Work instructions –
In the listing below, look for "TestBuilder" and copy every line that has it.

···

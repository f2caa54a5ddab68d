//! Tests for the character endpoints.

use axum::{
    extract::{Path, State},
    http::StatusCode,
    response::IntoResponse,
    Json,
};
use holocron::{
    model::{
        api::ErrorDto,
        character::{CharacterDto, CreateCharacterDto},
    },
    server::controller::character::{
        create_character, delete_character, get_character, get_characters,
    },
};

use super::*;

fn luke() -> CreateCharacterDto {
    CreateCharacterDto {
        name: Some(Some("Luke".to_string())),
        birth_year: Some(Some("19BBY".to_string())),
        gender: Some(Some("male".to_string())),
        height: Some(Some("172".to_string())),
        skin_color: Some(Some("fair".to_string())),
        eye_color: Some(Some("blue".to_string())),
    }
}

/// Expect a created character to show up in the list with its fields intact
#[tokio::test]
async fn create_then_list() -> Result<(), TestError> {
    let test = test_setup_with_tables!()?;

    let result = create_character(State(test.state()), Ok(Json(luke()))).await;

    let resp = result.unwrap().into_response();
    assert_eq!(resp.status(), StatusCode::OK);
    let message: String = body_json(resp).await;
    assert_eq!(message, "Character created successfully");

    let resp = get_characters(State(test.state()))
        .await
        .unwrap()
        .into_response();
    assert_eq!(resp.status(), StatusCode::OK);
    let characters: Vec<CharacterDto> = body_json(resp).await;
    assert_eq!(characters.len(), 1);
    assert_eq!(characters[0].name, "Luke");
    assert_eq!(characters[0].birth_year.as_deref(), Some("19BBY"));

    Ok(())
}

#[tokio::test]
async fn list_is_empty_without_characters() -> Result<(), TestError> {
    let test = test_setup_with_tables!()?;

    let resp = get_characters(State(test.state()))
        .await
        .unwrap()
        .into_response();

    let characters: Vec<CharacterDto> = body_json(resp).await;
    assert!(characters.is_empty());

    Ok(())
}

#[tokio::test]
async fn create_fails_for_missing_field() -> Result<(), TestError> {
    let test = test_setup_with_tables!()?;
    let dto = CreateCharacterDto {
        gender: None,
        ..luke()
    };

    let result = create_character(State(test.state()), Ok(Json(dto))).await;

    assert!(result.is_err());
    let resp = result.err().unwrap().into_response();
    assert_eq!(resp.status(), StatusCode::BAD_REQUEST);
    let body: ErrorDto = body_json(resp).await;
    assert_eq!(body.error, "Missing required field: gender");

    Ok(())
}

/// Expect an empty name to be rejected and nothing to be inserted
#[tokio::test]
async fn create_fails_for_empty_name() -> Result<(), TestError> {
    let test = test_setup_with_tables!()?;
    let dto = CreateCharacterDto {
        name: Some(Some(String::new())),
        ..luke()
    };

    let result = create_character(State(test.state()), Ok(Json(dto))).await;

    let resp = result.err().unwrap().into_response();
    assert_eq!(resp.status(), StatusCode::BAD_REQUEST);
    let body: ErrorDto = body_json(resp).await;
    assert_eq!(body.error, "Name cannot be empty");

    let resp = get_characters(State(test.state()))
        .await
        .unwrap()
        .into_response();
    let characters: Vec<CharacterDto> = body_json(resp).await;
    assert!(characters.is_empty());

    Ok(())
}

#[tokio::test]
async fn get_returns_character() -> Result<(), TestError> {
    let test = TestBuilder::new().with_character("Leia").build().await?;

    let resp = get_character(State(test.state()), Ok(Path(1)))
        .await
        .unwrap()
        .into_response();

    assert_eq!(resp.status(), StatusCode::OK);
    let character: CharacterDto = body_json(resp).await;
    assert_eq!(character.id, 1);
    assert_eq!(character.name, "Leia");

    Ok(())
}

#[tokio::test]
async fn get_fails_for_nonexistent_character() -> Result<(), TestError> {
    let test = test_setup_with_tables!()?;

    let result = get_character(State(test.state()), Ok(Path(42))).await;

    let resp = result.err().unwrap().into_response();
    assert_eq!(resp.status(), StatusCode::NOT_FOUND);
    let body: ErrorDto = body_json(resp).await;
    assert_eq!(body.error, "Character not found");

    Ok(())
}

/// Expect the deleted character in the response and a 404 on the next lookup
#[tokio::test]
async fn delete_returns_deleted_character() -> Result<(), TestError> {
    let test = TestBuilder::new().with_character("Han").build().await?;

    let resp = delete_character(State(test.state()), Ok(Path(1)))
        .await
        .unwrap()
        .into_response();

    assert_eq!(resp.status(), StatusCode::OK);
    let character: CharacterDto = body_json(resp).await;
    assert_eq!(character.name, "Han");

    let result = get_character(State(test.state()), Ok(Path(1))).await;
    let resp = result.err().unwrap().into_response();
    assert_eq!(resp.status(), StatusCode::NOT_FOUND);

    Ok(())
}

#[tokio::test]
async fn delete_fails_for_nonexistent_character() -> Result<(), TestError> {
    let test = test_setup_with_tables!()?;

    let result = delete_character(State(test.state()), Ok(Path(1))).await;

    let resp = result.err().unwrap().into_response();
    assert_eq!(resp.status(), StatusCode::NOT_FOUND);

    Ok(())
}

/// Expect a database error to surface as a generic 500 response
#[tokio::test]
async fn list_fails_without_tables() -> Result<(), TestError> {
    let test = test_setup!()?;

    let result = get_characters(State(test.state())).await;

    let resp = result.err().unwrap().into_response();
    assert_eq!(resp.status(), StatusCode::INTERNAL_SERVER_ERROR);
    let body: ErrorDto = body_json(resp).await;
    assert_eq!(body.error, "Internal server error");

    Ok(())
}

···

Problem solution –
    let test = TestBuilder::new().with_character("Leia").build().await?;
    let test = TestBuilder::new().with_character("Han").build().await?;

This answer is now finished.